As the Baby 'P' case slips slowly from the headlines you may think it strange to raise it here linked to suicide but there is reason in my apparent madness.

Baby 'P' was a wee innocent baby whose life was snuffed out by his mother and her partner in an horrendous and obscene murder.  All must have been horrified at the pain and suffering inflicted on this little boy. 

How can there possibly be a link between a suicide victim and this innocent wee baby?

Much of the outrage, both public and political, felt at Baby P's death has moved from those directly responsible to those services  - police, NHS, social services - who knew of the family, who had suspicions but yet failed to save him. An inquiry has been held already, heads have rolled, and the government has parachuted in a new head of Haringey's Childrens Services.

In yesterday's mini-post I quoted two Liberal Democrats who were happy at the sacking of the head of Children's Services:

Councillor Robert Gorrie, leader of Haringey Liberal Democrat opposition, said: "This is the right decision. No one should be rewarded for failure in public service. .....  Those in top jobs in public service should be put on notice - there is no hiding place for incompetence and deceit for those charged with looking after the vulnerable children in our society."

Lynne Featherstone, the Liberal Democrat MP for Hornsey and Wood Green, welcomed Shoesmith's departure. "I very much welcome her departure without a single penny. Hopefully it marks a break with the culture of secrecy, failure and deceit that failed Baby P."

The murder of one baby - however horrific - and the failure of the caring services, who were aware of the family, to protect the child has led to massive public interest, personnel changes in the Council department responsible and demands for changes in the way that such cases are handled.

 

What of a suicide victim?

A suicide doesn't normally generate much publicity.  There are those, and Mrs Carr is one, who are known to the NHS and other services as suffering from mental ill-health and as having attempted suicide, who receive minimal, if any, treatment for their mental health problems.

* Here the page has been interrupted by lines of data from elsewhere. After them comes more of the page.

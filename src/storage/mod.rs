//! Key/value persistence for settings and progress.
//!
//! Records are stored as JSON text under a string key, one document per
//! key, the same way a browser's local storage would hold them. Two
//! implementations are provided:
//!
//! - [`JsonFileStore`]: a single JSON file on disk (the default)
//! - [`MemoryStore`]: an in-process map with fault injection, for tests
//!   and headless drivers
//!
//! All writes are synchronous. Readers must treat a missing or unparsable
//! value as "use defaults" rather than as an error.

mod error;
mod file;
mod memory;

pub use error::StorageError;
pub use file::{default_store_path, JsonFileStore};
pub use memory::MemoryStore;

/// Key of the persisted settings record.
pub const SETTINGS_KEY: &str = "pomodoroSettings";

/// Key of the persisted progress record.
pub const PROGRESS_KEY: &str = "pomodoroProgress";

/// Durable key/value storage.
pub trait PersistenceStore {
    /// Returns the raw value stored under `key`, or `None` if absent.
    ///
    /// # Errors
    ///
    /// Returns an error if the backing medium cannot be read.
    fn get(&self, key: &str) -> Result<Option<String>, StorageError>;

    /// Stores `value` under `key`, replacing any previous value.
    ///
    /// # Errors
    ///
    /// Returns an error if the value cannot be written.
    fn set(&mut self, key: &str, value: &str) -> Result<(), StorageError>;
}

impl<T: PersistenceStore + ?Sized> PersistenceStore for Box<T> {
    fn get(&self, key: &str) -> Result<Option<String>, StorageError> {
        (**self).get(key)
    }

    fn set(&mut self, key: &str, value: &str) -> Result<(), StorageError> {
        (**self).set(key, value)
    }
}

/// Reads `key` and parses it as a JSON value.
///
/// Any failure (read error, missing key, invalid JSON) yields `None`; the
/// read error is logged.
pub fn read_json(store: &dyn PersistenceStore, key: &str) -> Option<serde_json::Value> {
    let raw = match store.get(key) {
        Ok(Some(raw)) => raw,
        Ok(None) => return None,
        Err(e) => {
            tracing::warn!("Failed to read '{}': {}", key, e);
            return None;
        }
    };

    match serde_json::from_str(&raw) {
        Ok(value) => Some(value),
        Err(e) => {
            tracing::warn!("Ignoring malformed '{}' record: {}", key, e);
            None
        }
    }
}

/// Serializes `value` as JSON and stores it under `key`.
///
/// # Errors
///
/// Returns an error if serialization or the write fails.
pub fn write_json<T: serde::Serialize>(
    store: &mut dyn PersistenceStore,
    key: &str,
    value: &T,
) -> Result<(), StorageError> {
    let raw = serde_json::to_string(value)
        .map_err(|e| StorageError::Serialize(key.to_string(), e.to_string()))?;
    store.set(key, &raw)
}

People struggle - often for years - self-harm, overdose, commit suicide because they are left helpless, distraught, despairing.  Suicide is not an irrational action but rather it is the rational outcome to a hopeless and intolerable life.

There is sympathy for those with terminal illnesses or severe paralysis who bring an end to their suffering by ending their life.  Unfortunately, such sympathy rarely extends to the mentally ill who can take no more.  They are seen as ill, irrational, weak, "it's their fault", "if only they would buck up their ideas", "we're well rid of them".  There is prejudice, stigma, stereotyping, ignorance, incompetence, neglect - yes, neglect! 

Lives become hopeless and intolerable because the caring services don't care, they neglect to look after these patients properly.  The ill are non-people.  If children were neglected by the services as are these adults there would be, justifiably, a massive outcry, questions raised in parliament, change would happen but for these unfortunate adults there is utter shameful neglect, left to live or die by an uncaring service. 

Many don't start out wanting to die but that is where they end up because the NHS either ignores them or offers inadequate treatment for their severe needs and social services unable to provide proper support. 

Why are the needy, the desperate left to cope with no, or totally inadequate, support?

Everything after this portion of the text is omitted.